[Task details]: Show all lines from the material that carry the word "UnitOfWork".

[Dataset content]:
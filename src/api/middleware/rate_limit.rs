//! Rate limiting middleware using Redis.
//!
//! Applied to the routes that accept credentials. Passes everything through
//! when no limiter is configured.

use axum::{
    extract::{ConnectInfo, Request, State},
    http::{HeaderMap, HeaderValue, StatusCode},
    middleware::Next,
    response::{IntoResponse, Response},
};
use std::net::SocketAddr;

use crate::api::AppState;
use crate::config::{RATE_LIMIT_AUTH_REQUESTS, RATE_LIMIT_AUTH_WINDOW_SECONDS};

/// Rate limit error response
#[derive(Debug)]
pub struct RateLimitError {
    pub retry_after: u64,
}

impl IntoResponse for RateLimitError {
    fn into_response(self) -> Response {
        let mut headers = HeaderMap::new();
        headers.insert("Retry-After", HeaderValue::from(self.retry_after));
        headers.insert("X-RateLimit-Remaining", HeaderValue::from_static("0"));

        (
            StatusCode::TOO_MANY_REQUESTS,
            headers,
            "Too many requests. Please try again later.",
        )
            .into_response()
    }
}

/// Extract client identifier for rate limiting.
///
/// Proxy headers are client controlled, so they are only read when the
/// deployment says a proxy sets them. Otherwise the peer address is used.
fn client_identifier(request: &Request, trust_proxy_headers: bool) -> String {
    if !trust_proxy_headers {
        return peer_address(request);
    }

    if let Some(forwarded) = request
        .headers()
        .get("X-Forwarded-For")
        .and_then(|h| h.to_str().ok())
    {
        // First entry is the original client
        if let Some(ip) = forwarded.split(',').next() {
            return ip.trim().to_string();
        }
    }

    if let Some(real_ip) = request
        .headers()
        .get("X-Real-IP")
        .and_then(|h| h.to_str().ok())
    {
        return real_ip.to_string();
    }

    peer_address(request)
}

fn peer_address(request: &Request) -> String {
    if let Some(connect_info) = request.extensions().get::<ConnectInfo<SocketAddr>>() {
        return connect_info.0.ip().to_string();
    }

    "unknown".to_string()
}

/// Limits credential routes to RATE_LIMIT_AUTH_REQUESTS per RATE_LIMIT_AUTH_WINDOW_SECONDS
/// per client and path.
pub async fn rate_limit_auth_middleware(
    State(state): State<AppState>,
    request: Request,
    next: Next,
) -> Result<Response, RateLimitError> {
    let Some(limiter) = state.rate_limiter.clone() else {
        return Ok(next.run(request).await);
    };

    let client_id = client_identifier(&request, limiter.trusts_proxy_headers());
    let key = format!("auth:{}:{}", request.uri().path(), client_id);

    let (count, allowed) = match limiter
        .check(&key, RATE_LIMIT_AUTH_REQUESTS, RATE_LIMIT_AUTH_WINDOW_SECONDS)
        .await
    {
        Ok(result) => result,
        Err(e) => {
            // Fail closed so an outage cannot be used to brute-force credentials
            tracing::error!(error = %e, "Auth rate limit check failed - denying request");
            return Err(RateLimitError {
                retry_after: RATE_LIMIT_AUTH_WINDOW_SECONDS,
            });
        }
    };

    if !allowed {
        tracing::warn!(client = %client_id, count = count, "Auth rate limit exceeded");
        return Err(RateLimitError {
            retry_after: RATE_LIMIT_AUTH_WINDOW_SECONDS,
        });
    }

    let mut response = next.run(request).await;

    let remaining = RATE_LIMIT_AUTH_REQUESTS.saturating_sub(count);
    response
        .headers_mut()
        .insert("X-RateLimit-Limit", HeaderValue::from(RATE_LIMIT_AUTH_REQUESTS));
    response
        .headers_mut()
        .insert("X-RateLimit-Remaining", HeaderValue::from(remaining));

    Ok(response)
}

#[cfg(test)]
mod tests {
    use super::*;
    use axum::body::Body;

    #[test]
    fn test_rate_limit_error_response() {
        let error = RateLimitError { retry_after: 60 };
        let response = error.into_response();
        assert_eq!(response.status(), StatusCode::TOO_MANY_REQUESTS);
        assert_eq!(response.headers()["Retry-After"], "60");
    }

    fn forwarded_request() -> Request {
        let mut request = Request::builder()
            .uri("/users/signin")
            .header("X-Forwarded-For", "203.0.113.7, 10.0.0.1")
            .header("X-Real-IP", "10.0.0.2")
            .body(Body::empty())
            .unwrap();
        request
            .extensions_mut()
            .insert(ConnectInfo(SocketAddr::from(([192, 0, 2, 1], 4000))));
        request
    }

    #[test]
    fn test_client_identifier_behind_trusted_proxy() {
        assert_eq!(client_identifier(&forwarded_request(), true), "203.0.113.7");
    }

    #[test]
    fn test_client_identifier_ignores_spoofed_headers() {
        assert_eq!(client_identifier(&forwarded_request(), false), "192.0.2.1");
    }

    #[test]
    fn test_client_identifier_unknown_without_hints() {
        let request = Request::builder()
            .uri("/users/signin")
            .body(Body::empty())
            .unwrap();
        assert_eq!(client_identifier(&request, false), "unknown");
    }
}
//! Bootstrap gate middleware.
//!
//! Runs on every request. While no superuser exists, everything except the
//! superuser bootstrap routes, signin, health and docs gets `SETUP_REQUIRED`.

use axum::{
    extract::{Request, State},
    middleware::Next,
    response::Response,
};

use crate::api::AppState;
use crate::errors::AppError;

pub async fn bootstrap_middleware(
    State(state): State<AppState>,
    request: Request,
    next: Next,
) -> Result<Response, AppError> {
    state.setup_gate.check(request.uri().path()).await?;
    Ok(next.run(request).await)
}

==

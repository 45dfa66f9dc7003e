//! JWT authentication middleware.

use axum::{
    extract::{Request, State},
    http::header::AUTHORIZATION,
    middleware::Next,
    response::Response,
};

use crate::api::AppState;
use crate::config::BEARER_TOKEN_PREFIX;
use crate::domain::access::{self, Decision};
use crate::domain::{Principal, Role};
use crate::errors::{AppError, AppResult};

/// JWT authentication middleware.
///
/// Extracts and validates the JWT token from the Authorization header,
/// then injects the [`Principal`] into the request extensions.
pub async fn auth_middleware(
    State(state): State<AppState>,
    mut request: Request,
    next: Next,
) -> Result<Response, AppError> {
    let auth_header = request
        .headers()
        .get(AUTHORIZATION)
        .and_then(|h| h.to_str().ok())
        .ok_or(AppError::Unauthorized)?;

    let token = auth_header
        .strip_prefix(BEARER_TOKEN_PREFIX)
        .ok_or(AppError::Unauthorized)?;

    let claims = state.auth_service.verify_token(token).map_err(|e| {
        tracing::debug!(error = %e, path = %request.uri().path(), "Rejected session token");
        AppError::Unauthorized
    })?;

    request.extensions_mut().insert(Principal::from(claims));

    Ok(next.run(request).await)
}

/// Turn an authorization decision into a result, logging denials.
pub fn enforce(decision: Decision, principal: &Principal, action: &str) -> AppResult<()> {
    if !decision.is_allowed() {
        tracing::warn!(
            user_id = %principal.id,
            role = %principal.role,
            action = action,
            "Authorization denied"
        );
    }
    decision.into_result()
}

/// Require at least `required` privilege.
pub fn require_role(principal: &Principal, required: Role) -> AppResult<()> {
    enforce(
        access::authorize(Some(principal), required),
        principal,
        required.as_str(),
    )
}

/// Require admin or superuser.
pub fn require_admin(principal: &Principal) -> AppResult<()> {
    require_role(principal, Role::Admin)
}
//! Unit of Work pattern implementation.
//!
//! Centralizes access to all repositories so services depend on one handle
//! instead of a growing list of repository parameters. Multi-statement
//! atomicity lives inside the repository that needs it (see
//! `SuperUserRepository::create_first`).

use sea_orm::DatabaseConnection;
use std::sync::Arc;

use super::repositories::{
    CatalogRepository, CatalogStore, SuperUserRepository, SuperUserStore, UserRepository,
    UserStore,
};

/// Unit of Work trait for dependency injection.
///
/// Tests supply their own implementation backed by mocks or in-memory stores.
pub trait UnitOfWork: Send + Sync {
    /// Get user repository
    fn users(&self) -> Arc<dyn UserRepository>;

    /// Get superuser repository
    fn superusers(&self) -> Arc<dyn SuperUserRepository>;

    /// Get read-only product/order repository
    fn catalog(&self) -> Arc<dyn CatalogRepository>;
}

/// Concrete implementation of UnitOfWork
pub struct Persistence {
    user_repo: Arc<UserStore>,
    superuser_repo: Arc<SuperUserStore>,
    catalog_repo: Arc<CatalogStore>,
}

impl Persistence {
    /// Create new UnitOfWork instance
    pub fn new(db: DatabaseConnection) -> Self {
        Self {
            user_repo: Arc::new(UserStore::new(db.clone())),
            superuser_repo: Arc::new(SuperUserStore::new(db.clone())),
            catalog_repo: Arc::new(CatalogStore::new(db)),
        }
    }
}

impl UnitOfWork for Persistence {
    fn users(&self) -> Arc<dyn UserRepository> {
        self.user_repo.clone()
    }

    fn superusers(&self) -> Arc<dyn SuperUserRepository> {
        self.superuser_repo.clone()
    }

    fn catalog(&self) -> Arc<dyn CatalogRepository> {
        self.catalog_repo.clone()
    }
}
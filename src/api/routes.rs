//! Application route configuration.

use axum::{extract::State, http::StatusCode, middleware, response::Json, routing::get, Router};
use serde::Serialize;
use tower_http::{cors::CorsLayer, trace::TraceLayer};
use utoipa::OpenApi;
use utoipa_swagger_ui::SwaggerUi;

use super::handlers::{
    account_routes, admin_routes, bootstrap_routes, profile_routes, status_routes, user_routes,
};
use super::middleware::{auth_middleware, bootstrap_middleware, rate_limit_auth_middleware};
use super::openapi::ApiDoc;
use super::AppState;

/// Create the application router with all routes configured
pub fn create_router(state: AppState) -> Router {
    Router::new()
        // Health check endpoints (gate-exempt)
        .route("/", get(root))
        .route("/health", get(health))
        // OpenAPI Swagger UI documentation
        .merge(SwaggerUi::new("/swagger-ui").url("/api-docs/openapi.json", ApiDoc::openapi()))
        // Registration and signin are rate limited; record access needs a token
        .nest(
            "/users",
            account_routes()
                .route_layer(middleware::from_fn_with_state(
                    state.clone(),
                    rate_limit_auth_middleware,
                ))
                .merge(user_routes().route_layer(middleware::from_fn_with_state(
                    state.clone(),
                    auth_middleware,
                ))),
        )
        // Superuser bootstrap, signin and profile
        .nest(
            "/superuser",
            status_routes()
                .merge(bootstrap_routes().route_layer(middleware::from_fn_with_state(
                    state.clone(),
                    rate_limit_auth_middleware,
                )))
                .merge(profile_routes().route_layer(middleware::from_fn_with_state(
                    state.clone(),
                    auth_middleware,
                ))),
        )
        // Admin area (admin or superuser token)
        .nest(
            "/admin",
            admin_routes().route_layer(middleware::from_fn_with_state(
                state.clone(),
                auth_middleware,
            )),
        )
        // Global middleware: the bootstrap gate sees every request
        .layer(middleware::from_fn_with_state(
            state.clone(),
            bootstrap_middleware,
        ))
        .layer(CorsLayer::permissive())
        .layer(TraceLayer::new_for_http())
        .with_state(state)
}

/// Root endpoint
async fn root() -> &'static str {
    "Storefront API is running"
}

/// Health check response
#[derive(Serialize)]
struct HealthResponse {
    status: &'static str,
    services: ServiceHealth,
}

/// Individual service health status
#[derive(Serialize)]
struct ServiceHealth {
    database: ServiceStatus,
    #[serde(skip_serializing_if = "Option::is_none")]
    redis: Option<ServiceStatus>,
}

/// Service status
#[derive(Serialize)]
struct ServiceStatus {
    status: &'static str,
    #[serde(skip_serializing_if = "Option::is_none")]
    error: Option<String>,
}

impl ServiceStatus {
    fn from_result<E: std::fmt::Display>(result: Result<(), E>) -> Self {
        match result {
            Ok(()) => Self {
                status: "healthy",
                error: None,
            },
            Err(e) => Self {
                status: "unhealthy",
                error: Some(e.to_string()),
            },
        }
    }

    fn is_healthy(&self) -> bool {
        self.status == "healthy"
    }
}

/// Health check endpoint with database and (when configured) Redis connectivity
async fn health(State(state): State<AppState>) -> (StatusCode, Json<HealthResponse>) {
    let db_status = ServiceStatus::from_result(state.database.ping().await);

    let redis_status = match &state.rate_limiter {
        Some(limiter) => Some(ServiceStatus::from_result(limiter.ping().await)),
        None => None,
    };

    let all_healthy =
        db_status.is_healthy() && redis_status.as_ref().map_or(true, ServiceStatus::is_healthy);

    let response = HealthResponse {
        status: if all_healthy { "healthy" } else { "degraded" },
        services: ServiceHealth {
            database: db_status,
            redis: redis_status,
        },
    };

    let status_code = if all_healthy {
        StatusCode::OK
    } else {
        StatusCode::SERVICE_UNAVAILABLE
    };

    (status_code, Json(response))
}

[Worked solution]:
pub trait UnitOfWork: Send + Sync {
/// Concrete implementation of UnitOfWork
    /// Create new UnitOfWork instance
impl UnitOfWork for Persistence {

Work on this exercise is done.